--- START ---

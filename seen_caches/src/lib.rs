//! Concurrent caches used to suppress duplicate gossip messages.

pub use crate::{
    block_caches::{KnownBadBlocks, SeenBlockProposers},
    epoch_indexed_set::EpochIndexedSet,
};

use types::phase0::primitives::ValidatorIndex;

/// Aggregators that already had an aggregate admitted, keyed by target epoch.
pub type SeenAggregators = EpochIndexedSet<ValidatorIndex>;

/// Validators that already had an unaggregated attestation admitted, keyed by target epoch.
pub type SeenAttesters = EpochIndexedSet<ValidatorIndex>;

mod block_caches;
mod epoch_indexed_set;
pub mod config;
pub mod error;
pub mod nonstandard;
pub mod object_root;
pub mod preset;

pub mod phase0 {
    pub mod beacon_state;
    pub mod consts;
    pub mod containers;
    pub mod primitives;
}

--- END ---

▸ **Task description**
Would you copy all lines in the records where the string "admitted" appears?

▸ **Written reply**
/// Aggregators that already had an aggregate admitted, keyed by target epoch.
/// Validators that already had an unaggregated attestation admitted, keyed by target epoch.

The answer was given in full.